> _REQUIRED WORK_: Only the number is wanted: state how many lines of the data below contain the word "shutting".

LISTED RECORDS section start

//! Background load tasks.
//!
//! [`spawn_load`] runs a closure on a dedicated, detached thread and hands
//! back a [`LoadHandle`] whose [`get`](LoadHandle::get) blocks for the
//! outcome. A detached thread never blocks process shutdown, so a caller
//! that abandons the handle leaks nothing but the in-flight work. Panics in
//! the closure surface as [`EnvgridError::TaskFailed`] instead of poisoning
//! the caller.

use std::panic::{catch_unwind, AssertUnwindSafe};
use std::sync::mpsc;
use std::thread;

use crate::envgrid_errors::EnvgridError;

/// Handle to a load task in flight.
pub struct LoadHandle<T> {
    rx: mpsc::Receiver<Result<T, EnvgridError>>,
    spawn_err: Option<std::io::Error>,
}

impl<T> LoadHandle<T> {
    /// Block until the task finishes.
    pub fn get(self) -> Result<T, EnvgridError> {
        if let Some(e) = self.spawn_err {
            return Err(EnvgridError::IoError(e));
        }
        self.rx
            .recv()
            .map_err(|_| EnvgridError::TaskFailed("worker thread disappeared".to_string()))?
    }
}

/// Run a fallible load on a background thread.
///
/// Arguments
/// ---------
/// * `f`: the work to run; its error type is already [`EnvgridError`]
///
/// Return
/// ------
/// * a [`LoadHandle`] for collecting the result
pub fn spawn_load<T, F>(f: F) -> LoadHandle<T>
where
    T: Send + 'static,
    F: FnOnce() -> Result<T, EnvgridError> + Send + 'static,
{
    let (tx, rx) = mpsc::channel();
    let spawn_err = thread::Builder::new()
        .name("envgrid-load".to_string())
        .spawn(move || {
            let outcome = match catch_unwind(AssertUnwindSafe(f)) {
                Ok(result) => result,
                Err(payload) => Err(EnvgridError::TaskFailed(panic_message(&*payload))),
            };
            // The caller may have dropped the handle; nothing to do then.
            let _ = tx.send(outcome);
        })
        .err();
    LoadHandle { rx, spawn_err }
}

fn panic_message(payload: &(dyn std::any::Any + Send)) -> String {
    if let Some(s) = payload.downcast_ref::<&str>() {
        (*s).to_string()
    } else if let Some(s) = payload.downcast_ref::<String>() {
        s.clone()
    } else {
        "task panicked".to_string()
    }
}
//! # Extracted points and variable metadata
//!
//! The extraction output is a map of [`DataPoint`]s keyed by a rounded
//! lat/lon identity, each carrying a deduplicated history of
//! [`Sample`]s, plus one [`VarInfo`] summarizing the scanned variable
//! (display names, units, observed value/date/depth envelopes, gradient
//! envelope).

use hifitime::Epoch;

use crate::constants::{ATT_COMMENT, ATT_LONG_NAME, ATT_STANDARD_NAME, Degree, GridCounter, Meter};
use crate::dataset::DataVariable;
use crate::validity::strip_log_unit;

/// Shape class of a scanned variable, from its number of dimensions.
#[derive(Debug, Clone, Copy, PartialEq, Eq)]
pub enum VarType {
    /// One-dimensional: a sequence of georeferenced samples.
    GeoTrajectory,
    /// Two or more dimensions: a gridded field.
    Geo2d,
    Unknown,
}

impl VarType {
    pub fn from_rank(rank: usize) -> Self {
        match rank {
            0 => VarType::Unknown,
            1 => VarType::GeoTrajectory,
            _ => VarType::Geo2d,
        }
    }
}

/// One accepted measurement at a point.
#[derive(Debug, Clone, Copy, PartialEq)]
pub struct Sample {
    pub time: Epoch,
    /// Meters, positive down; NaN when the grid has no depth axis.
    pub depth: Meter,
    pub value: f64,
}

/// Depth equality for history dedup. NaN depths (no depth axis) compare
/// equal so that depthless repeats still deduplicate.
fn depth_eq(a: f64, b: f64) -> bool {
    (a.is_nan() && b.is_nan()) || a == b
}

/// A geolocated point with its canonical sample and full sample history.
#[derive(Debug, Clone, PartialEq)]
pub struct DataPoint {
    pub lat: Degree,
    pub lon: Degree,
    /// Canonical sample fields: the first accepted sample at this identity.
    pub depth: Meter,
    pub value: f64,
    pub time: Epoch,
    /// Horizontal gradient magnitude, NaN until assigned.
    pub gradient: f64,
    /// Grid position of the first accepted sample. Assigned once.
    pub indexes_xy: Option<GridCounter>,
    history: Vec<Sample>,
}

impl DataPoint {
    pub fn new(lat: Degree, lon: Degree) -> Self {
        DataPoint {
            lat,
            lon,
            depth: f64::NAN,
            value: f64::NAN,
            time: crate::time::epoch_zero(),
            gradient: f64::NAN,
            indexes_xy: None,
            history: Vec::new(),
        }
    }

    /// Rounded-coordinate identity key of this point.
    pub fn id(&self) -> String {
        point_id(self.lat, self.lon)
    }

    /// Append a sample unless an equal `(time, depth)` pair is already
    /// recorded. The sample's value takes no part in the comparison, so a
    /// repeat at the same instant and depth keeps the first value seen.
    ///
    /// Return
    /// ------
    /// * `true` if the sample was recorded
    pub fn push_history(&mut self, sample: Sample) -> bool {
        let dup = self
            .history
            .iter()
            .any(|s| s.time == sample.time && depth_eq(s.depth, sample.depth));
        if dup {
            return false;
        }
        self.history.push(sample);
        true
    }

    pub fn history(&self) -> &[Sample] {
        &self.history
    }
}

/// Identity key of a coordinate pair: both angles rounded to
/// [`ID_DECIMAL_DIGITS`] decimal places, colon-separated.
///
/// [`ID_DECIMAL_DIGITS`]: crate::constants::ID_DECIMAL_DIGITS
pub fn point_id(lat: Degree, lon: Degree) -> String {
    let prec = crate::constants::ID_DECIMAL_DIGITS;
    format!("{lat:.prec$}:{lon:.prec$}")
}

/// Metadata and observed envelopes for one scanned variable.
#[derive(Debug, Clone, PartialEq)]
pub struct VarInfo {
    pub name: String,
    /// Display name: `long_name` when present, else the variable name.
    pub full_name: String,
    pub standard_name: Option<String>,
    /// Physical unit, with any `log(...)` wrapper already stripped.
    pub unit: String,
    /// Values were stored as base-10 logarithms and have been unlogged.
    pub log_scaled: bool,
    pub comment: Option<String>,
    pub var_type: VarType,
    pub file_name: String,
    /// Last-two-axes shape of a gridded variable, `None` otherwise.
    pub size_xy: Option<(usize, usize)>,
    pub min_val: f64,
    pub max_val: f64,
    pub min_date: Option<Epoch>,
    pub max_date: Option<Epoch>,
    pub min_depth: f64,
    pub max_depth: f64,
    pub valid_gradient: bool,
    pub min_gradient: f64,
    pub max_gradient: f64,
}

impl VarInfo {
    /// Seed the metadata from a variable's attributes; envelopes start at
    /// their sentinels and are tightened by the `note_*` accumulators.
    pub fn from_variable<V: DataVariable>(var: &V, file_name: &str) -> Self {
        let name = var.name().to_string();
        let full_name = var
            .attribute(ATT_LONG_NAME)
            .and_then(|a| a.as_str().map(str::to_owned))
            .unwrap_or_else(|| name.clone());
        let standard_name = var
            .attribute(ATT_STANDARD_NAME)
            .and_then(|a| a.as_str().map(str::to_owned));
        let (unit, log_scaled) = strip_log_unit(&var.units().unwrap_or_default());
        let comment = var
            .attribute(ATT_COMMENT)
            .and_then(|a| a.as_str().map(str::to_owned));

        let shape = var.shape();
        let var_type = VarType::from_rank(shape.len());
        let size_xy = match var_type {
            VarType::Geo2d => Some((shape[shape.len() - 2], shape[shape.len() - 1])),
            _ => None,
        };

        VarInfo {
            name,
            full_name,
            standard_name,
            unit,
            log_scaled,
            comment,
            var_type,
            file_name: file_name.to_string(),
            size_xy,
            min_val: f64::INFINITY,
            max_val: f64::NEG_INFINITY,
            min_date: None,
            max_date: None,
            min_depth: f64::INFINITY,
            max_depth: f64::NEG_INFINITY,
            valid_gradient: false,
            min_gradient: f64::INFINITY,
            max_gradient: f64::NEG_INFINITY,
        }
    }

    pub fn note_value(&mut self, v: f64) {
        if v.is_finite() {
            self.min_val = self.min_val.min(v);
            self.max_val = self.max_val.max(v);
        }
    }

    pub fn note_date(&mut self, t: Epoch) {
        match self.min_date {
            Some(d) if d <= t => {}
            _ => self.min_date = Some(t),
        }
        match self.max_date {
            Some(d) if d >= t => {}
            _ => self.max_date = Some(t),
        }
    }

    pub fn note_depth(&mut self, d: Meter) {
        if d.is_finite() {
            self.min_depth = self.min_depth.min(d);
            self.max_depth = self.max_depth.max(d);
        }
    }

    /// Fold another accumulator of the same variable into this one (used by
    /// the sharded parallel scan).
    pub fn merge(&mut self, other: &VarInfo) {
        self.min_val = self.min_val.min(other.min_val);
        self.max_val = self.max_val.max(other.max_val);
        if let Some(d) = other.min_date {
            self.note_date(d);
        }
        if let Some(d) = other.max_date {
            self.note_date(d);
        }
        self.min_depth = self.min_depth.min(other.min_depth);
        self.max_depth = self.max_depth.max(other.max_depth);
        if other.valid_gradient {
            self.valid_gradient = true;
            self.min_gradient = self.min_gradient.min(other.min_gradient);
            self.max_gradient = self.max_gradient.max(other.max_gradient);
        }
    }
}

#[cfg(test)]
mod points_test {
    use super::*;
    use crate::time::epoch_from_millis;

    #[test]
    fn test_point_id_rounding() {
        assert_eq!(point_id(41.5, -8.25), "41.50000000:-8.25000000");
        // Differences below the 8th decimal collapse to one identity.
        assert_eq!(point_id(41.5000000001, -8.25), point_id(41.5, -8.25));
    }

    #[test]
    fn test_history_dedup_ignores_value() {
        let mut p = DataPoint::new(41.0, -8.0);
        let t = epoch_from_millis(1_000.0);
        assert!(p.push_history(Sample {
            time: t,
            depth: 5.0,
            value: 17.0
        }));
        assert!(!p.push_history(Sample {
            time: t,
            depth: 5.0,
            value: 99.0
        }));
        assert_eq!(p.history().len(), 1);
        assert_eq!(p.history()[0].value, 17.0);
    }

    #[test]
    fn test_history_distinct_depth_kept() {
        let mut p = DataPoint::new(41.0, -8.0);
        let t = epoch_from_millis(1_000.0);
        assert!(p.push_history(Sample {
            time: t,
            depth: 5.0,
            value: 1.0
        }));
        assert!(p.push_history(Sample {
            time: t,
            depth: 10.0,
            value: 1.0
        }));
        assert_eq!(p.history().len(), 2);
    }

    #[test]
    fn test_history_nan_depth_dedups() {
        let mut p = DataPoint::new(41.0, -8.0);
        let t = epoch_from_millis(1_000.0);
        assert!(p.push_history(Sample {
            time: t,
            depth: f64::NAN,
            value: 1.0
        }));
        assert!(!p.push_history(Sample {
            time: t,
            depth: f64::NAN,
            value: 2.0
        }));
    }

    #[test]
    fn test_var_type_from_rank() {
        assert_eq!(VarType::from_rank(1), VarType::GeoTrajectory);
        assert_eq!(VarType::from_rank(2), VarType::Geo2d);
        assert_eq!(VarType::from_rank(4), VarType::Geo2d);
        assert_eq!(VarType::from_rank(0), VarType::Unknown);
    }

    #[test]
    fn test_info_from_variable() {
        use crate::dataset::memory::MemVariable;
        use crate::dataset::NdArray;

        let var = MemVariable::new(
            "chl",
            &["lat", "lon"],
            NdArray::new(vec![0.0; 6], vec![2, 3]).unwrap(),
        )
        .with_text_attr("long_name", "chlorophyll")
        .with_text_attr("units", "log(mg.m-3)");
        let info = VarInfo::from_variable(&var, "f.nc");
        assert_eq!(info.full_name, "chlorophyll");
        assert_eq!(info.unit, "mg.m-3");
        assert!(info.log_scaled);
        assert_eq!(info.var_type, VarType::Geo2d);
        assert_eq!(info.size_xy, Some((2, 3)));
        assert!(!info.valid_gradient);
    }

    #[test]
    fn test_envelope_accumulators() {
        use crate::dataset::memory::MemVariable;
        use crate::dataset::NdArray;

        let mut info = VarInfo::from_variable(
            &MemVariable::new("v", &["x"], NdArray::new(vec![0.0], vec![1]).unwrap()),
            "f",
        );
        info.note_value(5.0);
        info.note_value(-2.0);
        info.note_value(f64::NAN);
        assert_eq!((info.min_val, info.max_val), (-2.0, 5.0));

        let early = epoch_from_millis(0.0);
        let late = epoch_from_millis(9_000.0);
        info.note_date(late);
        info.note_date(early);
        assert_eq!(info.min_date, Some(early));
        assert_eq!(info.max_date, Some(late));
    }
}
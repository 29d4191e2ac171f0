//! Batch worker pool.
//!
//! Scans are advanced by draining a queue of user ids: a dispatch task
//! owns the receiver and runs each dequeued id as one batch turn on its
//! own task, with a semaphore bounding how many turns run at once. An id
//! is re-enqueued only after that batch's commit is durable, so one scan
//! never has two batches in flight while different users' scans proceed
//! concurrently.

use crate::error::ScanError;
use crate::orchestrator::{ScanOrchestrator, WorkerStep};
use std::sync::Arc;
use tokio::sync::{mpsc, Semaphore};
use tokio::task::JoinHandle;
use tracing::{debug, error, info};

/// Queue depth before `enqueue` applies backpressure.
const QUEUE_CAPACITY: usize = 256;

/// Handle for submitting scan work and shutting the pool down.
pub struct ScanScheduler {
    tx: mpsc::Sender<String>,
    dispatcher: JoinHandle<()>,
}

impl ScanScheduler {
    /// Spawn the dispatcher with `config.workers` turn permits.
    #[must_use]
    pub fn start(orchestrator: Arc<ScanOrchestrator>) -> Self {
        let (tx, rx) = mpsc::channel::<String>(QUEUE_CAPACITY);
        let workers = orchestrator.config().workers.max(1);

        // Turns re-enqueue through a weak handle so in-flight work never
        // keeps the queue open once the scheduler's sender is dropped.
        let requeue = tx.downgrade();
        let dispatcher = tokio::spawn(dispatch_loop(orchestrator, rx, requeue, workers));

        info!(workers, "scan worker pool started");
        Self { tx, dispatcher }
    }

    /// Queue the user's active scan for batch processing.
    ///
    /// # Errors
    /// Returns `ScanError::NoActiveScan` when the pool has shut down and
    /// the queue is closed.
    pub async fn enqueue(&self, user_id: &str) -> Result<(), ScanError> {
        self.tx
            .send(user_id.to_string())
            .await
            .map_err(|_| ScanError::NoActiveScan)
    }

    /// Close the queue and wait for in-flight batches to finish.
    pub async fn shutdown(self) {
        drop(self.tx);
        let _ = self.dispatcher.await;
        info!("scan worker pool stopped");
    }
}

async fn dispatch_loop(
    orchestrator: Arc<ScanOrchestrator>,
    mut rx: mpsc::Receiver<String>,
    requeue: mpsc::WeakSender<String>,
    workers: u32,
) {
    let permits = Arc::new(Semaphore::new(workers as usize));

    while let Some(user_id) = rx.recv().await {
        let Ok(permit) = Arc::clone(&permits).acquire_owned().await else {
            break;
        };
        let orchestrator = Arc::clone(&orchestrator);
        let requeue = requeue.clone();
        tokio::spawn(async move {
            run_turn(&orchestrator, &requeue, user_id).await;
            drop(permit);
        });
    }

    // Queue closed; reclaim every permit so in-flight turns have drained
    // before shutdown reports the pool stopped.
    let _ = permits.acquire_many_owned(workers).await;
}

async fn run_turn(
    orchestrator: &ScanOrchestrator,
    requeue: &mpsc::WeakSender<String>,
    user_id: String,
) {
    match orchestrator.run_next_batch(&user_id).await {
        Ok(WorkerStep::BatchCommitted { remaining }) => {
            debug!(user_id, remaining, "batch committed");
            match requeue.upgrade() {
                Some(tx) => {
                    if tx.send(user_id).await.is_err() {
                        debug!("queue closed, dropping follow-up turn");
                    }
                }
                None => debug!(user_id, "pool shutting down, dropping follow-up turn"),
            }
        }
        Ok(WorkerStep::Completed | WorkerStep::Stopped | WorkerStep::NoActiveScan) => {
            debug!(user_id, "scan drained");
        }
        Ok(WorkerStep::Superseded) => {
            debug!(user_id, "turn superseded, concurrent worker owns the scan");
        }
        Err(e) => {
            // The orchestrator already moved the scan to `error`.
            error!(user_id, error = %e, "batch failed");
        }
    }
}
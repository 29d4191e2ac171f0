//! Core error types for the mailscan pipeline.
//!
//! This module defines the foundation error types shared across crates.
//! Subsystem crates define their own richer enums and convert inward.

use thiserror::Error;

/// Central error type for core operations.
#[derive(Error, Debug)]
pub enum CoreError {
    /// Configuration errors (file loading, parsing, validation)
    #[error("configuration error: {0}")]
    Config(#[from] ConfigError),

    /// Validation errors (invalid input, constraints)
    #[error("validation error: {0}")]
    Validation(String),

    /// I/O errors
    #[error("I/O error: {0}")]
    Io(#[from] std::io::Error),
}

/// Configuration-specific errors.
#[derive(Error, Debug)]
pub enum ConfigError {
    /// Failed to determine config directory path
    #[error("could not determine config directory (XDG base directories not available)")]
    NoConfigDir,

    /// Failed to parse TOML
    #[error("failed to parse config TOML: {0}")]
    ParseError(#[from] toml::de::Error),

    /// Failed to serialize config
    #[error("failed to serialize config: {0}")]
    SerializeError(#[from] toml::ser::Error),

    /// I/O error reading/writing config
    #[error("I/O error: {0}")]
    Io(#[from] std::io::Error),

    /// Invalid configuration value
    #[error("invalid config value for {field}: {reason}")]
    InvalidValue {
        /// Field name
        field: String,
        /// Reason for invalidity
        reason: String,
    },
}

/// Result type alias using `CoreError`.
pub type Result<T> = std::result::Result<T, CoreError>;

/// Result type alias for configuration operations.
pub type ConfigResult<T> = std::result::Result<T, ConfigError>;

LISTED RECORDS section end

> _TASK RESULT_: 2